Een isotoon middel kan, naast zijn isotone werking, ook andere functies hebben, zoals de functie van antioxidant. Antioxidanten kunnen verder bijdragen tot de stabilisatie van zoledronine in de oplossing door oxidatiereacties van zoledronine, die eventueel kunnen plaatsvinden met de nog resterende hoeveelheid zuurstof in oplossing, tegen te gaan. Voorbeelden van isotone middelen die ook de functie van antioxidant kunnen hebben zijn mannitol of sorbitol. Bij voorkeur is het isotoon middel mannitol.
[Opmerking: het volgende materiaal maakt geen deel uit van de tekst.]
#[derive(Parser)]
#[command(name = "hugoland")]
#[command(about = "An incremental trivia RPG")]
#[command(version)]
struct Cli {
    #[command(subcommand)]
    command: Commands,

    /// Configuration file path (can be used before or after subcommand)
    #[arg(short, long, default_value = "hugoland.toml", global = true)]
    config: String,

    /// Verbose logging (-v, -vv for more; may appear before or after subcommand)
    #[arg(short, long, action = clap::ArgAction::Count, global = true)]
    verbose: u8,
}

#[derive(Subcommand)]
enum Commands {
    /// Create a default configuration file
    Init,
    /// Play interactively
    Play,
    /// Show a summary of the saved game
    Status,
    /// Delete the saved game
    Reset,
}

#[tokio::main]
async fn main() -> Result<()> {
    let cli = Cli::parse();

    if let Commands::Init = cli.command {
        init_logging(&None, cli.verbose);
        Config::create_default(&cli.config).await?;
        let config = Config::default();
        tokio::fs::create_dir_all(&config.storage.data_dir).await?;
        info!("Configuration file created at {}", cli.config);
        return Ok(());
    }

    let config = match Config::load(&cli.config).await {
        Ok(config) => config,
        Err(e) => {
            eprintln!("{} (run `hugoland init` to create one); using defaults", e);
            Config::default()
        }
    };
    init_logging(&Some(config.clone()), cli.verbose);
    let persistence = Persistence::from_config(&config.storage)?;

    match cli.command {
        Commands::Init => {}
        Commands::Play => {
            info!("Starting Hugoland v{}", env!("CARGO_PKG_VERSION"));
            let game = GameRuntime::start(&config, persistence, Arc::new(SystemClock)).await?;
            let result = play(&game).await;
            game.shutdown().await?;
            result?;
        }
        Commands::Status => match persistence.load_state().await {
            Ok(Some(loaded)) => print_status(&loaded.state),
            Ok(None) => println!("No saved game."),
            Err(e) => {
                warn!("Save could not be read: {}", e);
                println!("The saved game is unreadable; `play` will start a new one.");
            }
        },
        Commands::Reset => {
            persistence.remove().await?;
            info!("Saved game removed");
            println!("Saved game deleted.");
        }
    }

    Ok(())
}

const HELP: &str = "\
fight                      start a fight and answer questions until it ends
status | inv               player summary / inventory
equip|upgrade|sell|discard <weapon|armor> <id-prefix>
chest <cost>               open a chest
mythical                   buy a mythical item
research <atk|def|hp>      buy one research level
mine <x> <y>               dig for gems
exchange <n>               trade shiny gems for gems
market                     list relic offers
relic buy|upgrade|equip|unequip|sell <id-prefix>
plant | water <hours>      garden of growth
daily | offline            claim daily / offline rewards
mode <name>                switch game mode
skill <name>               unlock a skill
prestige                   reset progression for prestige points
quit";

async fn play(game: &GameHandle) -> Result<()> {
    let bank = BuiltinBank::new();
    let mut lines = BufReader::new(tokio::io::stdin()).lines();
    println!("Welcome to Hugoland. Type `help` for commands.");

    while let Some(line) = lines.next_line().await? {
        let words: Vec<&str> = line.split_whitespace().collect();
        let Some((&cmd, args)) = words.split_first() else {
            continue;
        };
        match cmd {
            "help" => println!("{}", HELP),
            "quit" | "exit" => break,
            "status" => print_status(&game.snapshot().await?),
            "inv" => print_inventory(&game.snapshot().await?),
            "fight" => fight(game, &bank, &mut lines).await?,
            "equip" | "upgrade" | "sell" | "discard" => item_command(game, cmd, args).await?,
            "chest" => {
                let cost = args.first().and_then(|a| a.parse().ok()).unwrap_or(100);
                let r = game
                    .apply(move |s, ctx| s.open_chest(cost, &mut ctx.rng, ctx.now))
                    .await?;
                report(r, |c| {
                    let names: Vec<String> = c.items.iter().map(|i| i.name.clone()).collect();
                    format!("Found {} and {} gems", names.join(", "), c.bonus_gems)
                });
            }
            "mythical" => {
                let r = game
                    .apply(|s, ctx| s.purchase_mythical(&mut ctx.rng, ctx.now))
                    .await?;
                report(r, |i| format!("Bought {}", i.name));
            }
            "research" => {
                let Some(track) = args.first().and_then(|a| ResearchTrack::parse(a)) else {
                    println!("research <atk|def|hp>");
                    continue;
                };
                let r = game.apply(move |s, ctx| s.upgrade_research(track, ctx.now)).await?;
                report(r, |lvl| format!("Research now level {}", lvl));
            }
            "mine" => {
                let x = args.first().and_then(|a| a.parse().ok()).unwrap_or(0);
                let y = args.get(1).and_then(|a| a.parse().ok()).unwrap_or(0);
                let found = game.apply(move |s, ctx| s.mine_gem(x, y, &mut ctx.rng)).await?;
                println!("+{} gems, +{} shiny", found.gems, found.shiny_gems);
            }
            "exchange" => {
                let n = args.first().and_then(|a| a.parse().ok()).unwrap_or(0);
                let r = game.apply(move |s, _| s.exchange_shiny_gems(n)).await?;
                report(r, |g| format!("Received {} gems", g));
            }
            "market" => {
                let state = game.snapshot().await?;
                for relic in &state.yojef_market.items {
                    println!(
                        "{:8} {} ({} {}, +{}) {} gems",
                        short(&relic.id),
                        relic.name,
                        relic.rarity.as_str(),
                        relic.kind.as_str(),
                        relic.base_stat,
                        relic.cost
                    );
                }
            }
            "relic" => relic_command(game, args).await?,
            "plant" => {
                let r = game.apply(|s, ctx| s.plant_seed(ctx.now)).await?;
                report(r, |_| "Seed planted".to_string());
            }
            "water" => {
                let hours = args.first().and_then(|a| a.parse().ok()).unwrap_or(24);
                let r = game.apply(move |s, ctx| s.buy_water(hours, ctx.now)).await?;
                report(r, |_| format!("Watered for {} hours", hours));
            }
            "daily" => {
                let r = game
                    .apply(|s, ctx| s.claim_daily_reward(&mut ctx.rng, ctx.now))
                    .await?;
                report(r, |c| {
                    format!(
                        "Day {}: {} coins, {} gems{}",
                        c.reward.day,
                        c.reward.coins,
                        c.reward.gems,
                        c.item.map(|i| format!(", {}", i.name)).unwrap_or_default()
                    )
                });
            }
            "offline" => {
                let r = game.apply(|s, _| s.claim_offline_rewards()).await?;
                report(r, |(c, g)| format!("Collected {} coins and {} gems", c, g));
            }
            "mode" => {
                let Some(mode) = args.first().and_then(|a| ModeKind::parse(a)) else {
                    println!("modes: normal blitz bloodlust crazy survival timeattack boss");
                    continue;
                };
                let r = game.apply(move |s, _| s.set_game_mode(mode)).await?;
                report(r, |_| format!("Mode set to {:?}", mode));
            }
            "skill" => {
                let Some(skill) = args.first().and_then(|a| Skill::parse(a)) else {
                    println!("unknown skill");
                    continue;
                };
                let r = game.apply(move |s, _| s.upgrade_skill(skill)).await?;
                report(r, |_| format!("Unlocked {:?}", skill));
            }
            "prestige" => {
                let r = game.apply(|s, ctx| s.prestige(ctx.now)).await?;
                report(r, |p| format!("Prestiged for {} points", p));
            }
            other => println!("Unknown command `{}`. Type `help`.", other),
        }
    }
    Ok(())
}
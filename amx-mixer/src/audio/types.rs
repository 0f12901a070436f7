//! Core audio data types
//!
//! **Format:**
//! - Samples are f32 (floating point -1.0 to 1.0)
//! - Stereo interleaved: [L, R, L, R, ...]
//! - Sample rate is 44100 Hz once a track has been staged

/// Channel count of every staged track
pub const STEREO: u16 = 2;

/// AudioTrack holds one decoded signal for the duration of a single mix.
///
/// Gain is carried alongside the samples rather than baked in, so the
/// compositor applies it exactly once during superposition.
#[derive(Debug, Clone, PartialEq)]
pub struct AudioTrack {
    /// PCM audio samples (interleaved)
    pub samples: Vec<f32>,

    /// Sample rate in Hz
    pub sample_rate: u32,

    /// Channel count (2 after staging)
    pub channels: u16,

    /// Linear amplitude multiplier applied at mix time
    pub gain: f32,
}

impl AudioTrack {
    /// Create a track at unity gain
    pub fn new(samples: Vec<f32>, sample_rate: u32, channels: u16) -> Self {
        Self {
            samples,
            sample_rate,
            channels,
            gain: 1.0,
        }
    }

    /// Stereo track of `frames` frames of silence
    pub fn silent(frames: usize, sample_rate: u32) -> Self {
        Self::new(vec![0.0; frames * STEREO as usize], sample_rate, STEREO)
    }

    /// Same track with a different gain
    pub fn with_gain(mut self, gain: f32) -> Self {
        self.gain = gain;
        self
    }

    /// Number of frames (samples per channel)
    pub fn frames(&self) -> usize {
        if self.channels == 0 {
            return 0;
        }
        self.samples.len() / self.channels as usize
    }

    /// Duration in seconds
    pub fn duration_secs(&self) -> f64 {
        if self.sample_rate == 0 {
            return 0.0;
        }
        self.frames() as f64 / self.sample_rate as f64
    }

    pub fn is_empty(&self) -> bool {
        self.frames() == 0
    }

    /// Stereo frame at `frame_index`, if in range
    ///
    /// Mono tracks report the same value on both sides.
    pub fn frame(&self, frame_index: usize) -> Option<AudioFrame> {
        let channels = self.channels as usize;
        if channels == 0 || frame_index >= self.frames() {
            return None;
        }
        let base = frame_index * channels;
        let left = self.samples[base];
        let right = if channels > 1 { self.samples[base + 1] } else { left };
        Some(AudioFrame { left, right })
    }

    /// Largest absolute sample value
    pub fn peak(&self) -> f32 {
        self.samples.iter().fold(0.0f32, |acc, s| acc.max(s.abs()))
    }
}

/// AudioFrame represents a single stereo sample (one frame of audio).
#[derive(Debug, Clone, Copy, PartialEq)]
pub struct AudioFrame {
    /// Left channel sample
    pub left: f32,

    /// Right channel sample
    pub right: f32,
}
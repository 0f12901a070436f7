//! HTTP request handlers

use crate::api::server::AppContext;
use amx_common::api::{
    BuildInfo, GenerateAudioFailure, GenerateAudioRequest, GenerateAudioSuccess, HealthResponse,
};
use amx_common::Error;
use axum::{
    extract::{rejection::JsonRejection, State},
    http::StatusCode,
    Json,
};
use tracing::error;

type FailureResponse = (StatusCode, Json<GenerateAudioFailure>);

// ============================================================================
// Generate Audio
// ============================================================================

/// POST /generate-audio - Mix the requested assets and publish the result
///
/// Every failure, including an unparseable body, comes back as HTTP 500
/// with `{ "status": "error", "message": ..., "error_kind": ... }`.
pub async fn generate_audio(
    State(ctx): State<AppContext>,
    payload: Result<Json<GenerateAudioRequest>, JsonRejection>,
) -> Result<Json<GenerateAudioSuccess>, FailureResponse> {
    let Json(request) = payload.map_err(|rejection| {
        failure(Error::InvalidInput(rejection.body_text()), "<unparsed>")
    })?;

    match ctx.pipeline.generate(&request).await {
        Ok(audio_url) => Ok(Json(GenerateAudioSuccess::new(audio_url))),
        Err(e) => Err(failure(e, &request.response_id)),
    }
}

fn failure(err: Error, response_id: &str) -> FailureResponse {
    error!(
        "generate-audio failed for response_id={} [{}]: {}",
        response_id,
        err.kind(),
        err
    );
    (
        StatusCode::INTERNAL_SERVER_ERROR,
        Json(GenerateAudioFailure::from(&err)),
    )
}

// ============================================================================
// Service Info
// ============================================================================

/// GET /health - Health check endpoint
pub async fn health() -> Json<HealthResponse> {
    Json(HealthResponse {
        status: "ok".to_string(),
        module: "amx-mixer".to_string(),
        version: env!("CARGO_PKG_VERSION").to_string(),
    })
}

/// GET /build_info - Build identification
pub async fn build_info() -> Json<BuildInfo> {
    Json(BuildInfo {
        version: env!("CARGO_PKG_VERSION").to_string(),
        git_hash: env!("GIT_HASH").to_string(),
        build_timestamp: env!("BUILD_TIMESTAMP").to_string(),
        build_profile: env!("BUILD_PROFILE").to_string(),
    })
}
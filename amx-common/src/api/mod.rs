//! Shared API types for AMX

pub mod types;

pub use types::{
    BuildInfo, GenerateAudioFailure, GenerateAudioRequest, GenerateAudioSuccess, HealthResponse,
};
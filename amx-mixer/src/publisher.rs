//! Publishing finished mixes
//!
//! A [`Publisher`] takes the encoded file out of the staging area and makes
//! it reachable at a public URL. Uploads are single-shot: no retry, no
//! multipart.

use amx_common::config::{StorageBackend, StorageConfig};
use amx_common::{Error, Result};
use async_trait::async_trait;
use s3::bucket::Bucket;
use s3::creds::Credentials;
use s3::region::Region;
use std::path::{Path, PathBuf};
use std::sync::Arc;
use tracing::info;

/// Content type of every published object
pub const CONTENT_TYPE: &str = "audio/mpeg";

/// Object key for one finished mix: `<prefix>/final_<response_id>_<uid>.mp3`
pub fn object_key(prefix: &str, response_id: &str, uid: &str) -> String {
    let file_name = format!("final_{}_{}.mp3", response_id, uid);
    let prefix = prefix.trim_matches('/');
    if prefix.is_empty() {
        file_name
    } else {
        format!("{}/{}", prefix, file_name)
    }
}

/// Makes a local file publicly retrievable
#[async_trait]
pub trait Publisher: Send + Sync {
    /// Upload `file` under `key` and return its public URL.
    async fn publish(&self, file: &Path, key: &str) -> Result<String>;
}

/// Build the publisher selected by `config.backend`.
pub fn from_config(config: &StorageConfig) -> Result<Arc<dyn Publisher>> {
    match config.backend {
        StorageBackend::S3 => Ok(Arc::new(S3Publisher::new(config)?)),
        StorageBackend::Local => Ok(Arc::new(LocalPublisher::new(
            config.local_dir.clone(),
            config.local_base_url.clone(),
        ))),
    }
}

/// Publisher backed by S3 or an S3-compatible store
pub struct S3Publisher {
    bucket: Box<Bucket>,
    public_host: String,
}

impl S3Publisher {
    /// Credentials come from the standard AWS environment/profile chain.
    pub fn new(config: &StorageConfig) -> Result<Self> {
        let region = match &config.endpoint {
            Some(endpoint) => Region::Custom {
                region: config.region.clone(),
                endpoint: endpoint.clone(),
            },
            None => config
                .region
                .parse::<Region>()
                .map_err(|e| Error::Config(format!("Invalid region '{}': {}", config.region, e)))?,
        };

        let credentials = Credentials::default()
            .map_err(|e| Error::Config(format!("AWS credentials unavailable: {}", e)))?;

        let mut bucket = Bucket::new(&config.bucket, region, credentials)
            .map_err(|e| Error::Config(format!("Invalid bucket '{}': {}", config.bucket, e)))?;
        if config.endpoint.is_some() {
            bucket = bucket.with_path_style();
        }

        Ok(Self {
            bucket,
            public_host: config.resolved_public_host(),
        })
    }
}

#[async_trait]
impl Publisher for S3Publisher {
    async fn publish(&self, file: &Path, key: &str) -> Result<String> {
        let content = tokio::fs::read(file).await?;

        let response = self
            .bucket
            .put_object_with_content_type(key, &content, CONTENT_TYPE)
            .await
            .map_err(|e| Error::Upload(format!("PUT {} failed: {}", key, e)))?;

        let status = response.status_code();
        if !(200..300).contains(&status) {
            return Err(Error::Upload(format!("PUT {} returned HTTP {}", key, status)));
        }

        let url = public_url(&self.public_host, key);
        info!("Uploaded {} bytes to {}", content.len(), url);
        Ok(url)
    }
}

/// `https://<host>/<key>`
pub fn public_url(host: &str, key: &str) -> String {
    format!("https://{}/{}", host.trim_end_matches('/'), key)
}

/// Publisher that copies into a local directory
///
/// For development and tests, typically behind a static file server that
/// serves `root` at `base_url`.
pub struct LocalPublisher {
    root: PathBuf,
    base_url: String,
}

impl LocalPublisher {
    pub fn new(root: PathBuf, base_url: String) -> Self {
        Self { root, base_url }
    }
}

#[async_trait]
impl Publisher for LocalPublisher {
    async fn publish(&self, file: &Path, key: &str) -> Result<String> {
        if key.split('/').any(|part| part == ".." || part.is_empty()) {
            return Err(Error::Upload(format!("Refusing unsafe object key '{}'", key)));
        }

        let destination = self.root.join(key);
        if let Some(parent) = destination.parent() {
            tokio::fs::create_dir_all(parent)
                .await
                .map_err(|e| Error::Upload(format!("Creating {}: {}", parent.display(), e)))?;
        }
        tokio::fs::copy(file, &destination)
            .await
            .map_err(|e| Error::Upload(format!("Copying to {}: {}", destination.display(), e)))?;

        let url = format!("{}/{}", self.base_url.trim_end_matches('/'), key);
        info!("Published {} -> {}", destination.display(), url);
        Ok(url)
    }
}

#[cfg(test)]
mod tests {
    use super::*;

    #[test]
    fn test_object_key_layout() {
        assert_eq!(
            object_key("final_audio", "resp42", "1a2b3c4d"),
            "final_audio/final_resp42_1a2b3c4d.mp3"
        );
        assert_eq!(object_key("/nested/dir/", "r", "u"), "nested/dir/final_r_u.mp3");
        assert_eq!(object_key("", "r", "u"), "final_r_u.mp3");
    }

    #[test]
    fn test_public_url() {
        assert_eq!(
            public_url("affirmation.maker.media.s3.amazonaws.com", "final_audio/a.mp3"),
            "https://affirmation.maker.media.s3.amazonaws.com/final_audio/a.mp3"
        );
    }

    #[tokio::test]
    async fn test_local_publisher_copies_file() {
        let staging = tempfile::tempdir().unwrap();
        let out = tempfile::tempdir().unwrap();
        let file = staging.path().join("final.mp3");
        std::fs::write(&file, b"ID3fake").unwrap();

        let publisher =
            LocalPublisher::new(out.path().to_path_buf(), "http://media.local/".to_string());
        let url = publisher.publish(&file, "final_audio/final_r_u.mp3").await.unwrap();

        assert_eq!(url, "http://media.local/final_audio/final_r_u.mp3");
        let copied = std::fs::read(out.path().join("final_audio/final_r_u.mp3")).unwrap();
        assert_eq!(copied, b"ID3fake");
    }

    #[tokio::test]
    async fn test_local_publisher_rejects_traversal() {
        let out = tempfile::tempdir().unwrap();
        let publisher = LocalPublisher::new(out.path().to_path_buf(), "http://x".to_string());
        let result = publisher.publish(Path::new("/dev/null"), "../escape.mp3").await;
        assert!(matches!(result, Err(Error::Upload(_))));
    }

    #[tokio::test]
    async fn test_local_publisher_missing_source_is_upload_error() {
        let out = tempfile::tempdir().unwrap();
        let publisher = LocalPublisher::new(out.path().to_path_buf(), "http://x".to_string());
        let result = publisher
            .publish(Path::new("/nonexistent/amx/final.mp3"), "final_audio/k.mp3")
            .await;
        assert!(matches!(result, Err(Error::Upload(_))));
    }
}
//! Audio decode/resample/encode boundary
//!
//! Everything below the compositor: turning staged files into
//! [`AudioTrack`]s at the pipeline rate, and turning the mixed track back
//! into an MP3 file.

pub mod decoder;
pub mod encoder;
pub mod resampler;
pub mod types;

pub use decoder::SimpleDecoder;
pub use encoder::Mp3Encoder;
pub use resampler::{Resampler, TARGET_SAMPLE_RATE};
pub use types::{AudioFrame, AudioTrack, STEREO};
Bij voorkeur omvat een zoledronine oplossing volgens de uitvinding 40-55 mg isotoon middel per ml oplossing; meer bij voorkeur 45-55 mg isotoon middel per ml oplossing; meest bij voorkeur 48-52 mg isotoon middel per ml oplossing.
Verder omvat een oplossing volgens een uitvoeringsvorm van de uitvinding een buffermiddel. Het buffermiddel wordt toegevoegd om te verhinderen dat de pH van de oplossing gaat fluctueren, wat een invloed zou kunnen hebben op de stabiliteit van zoledronine. Het buffermiddel is bij voorkeur een bufferzout, meer bij voorkeur is het buffermiddel een citraatbuffer, een fosfaatbuffer, een fosfaat-citraatbuffer, een bicarbonaatbuffer, een tartraatbuffer of een acetaatbuffer, of een mengsel van deze buffers. Bij voorkeur is het buffermiddel een citraatbuffer, meer bij voorkeur natriumcitraat.
Bij voorkeur omvat een zoledronine oplossing volgens de uitvinding 0,2-0,4 mg van een bufferzout per ml oplossing, meer bij voorkeur 0,20-0,35 mg van een bufferzout per ml oplossing; meest bij voorkeur 0,23-031 mg van een bufferzout per ml oplossing.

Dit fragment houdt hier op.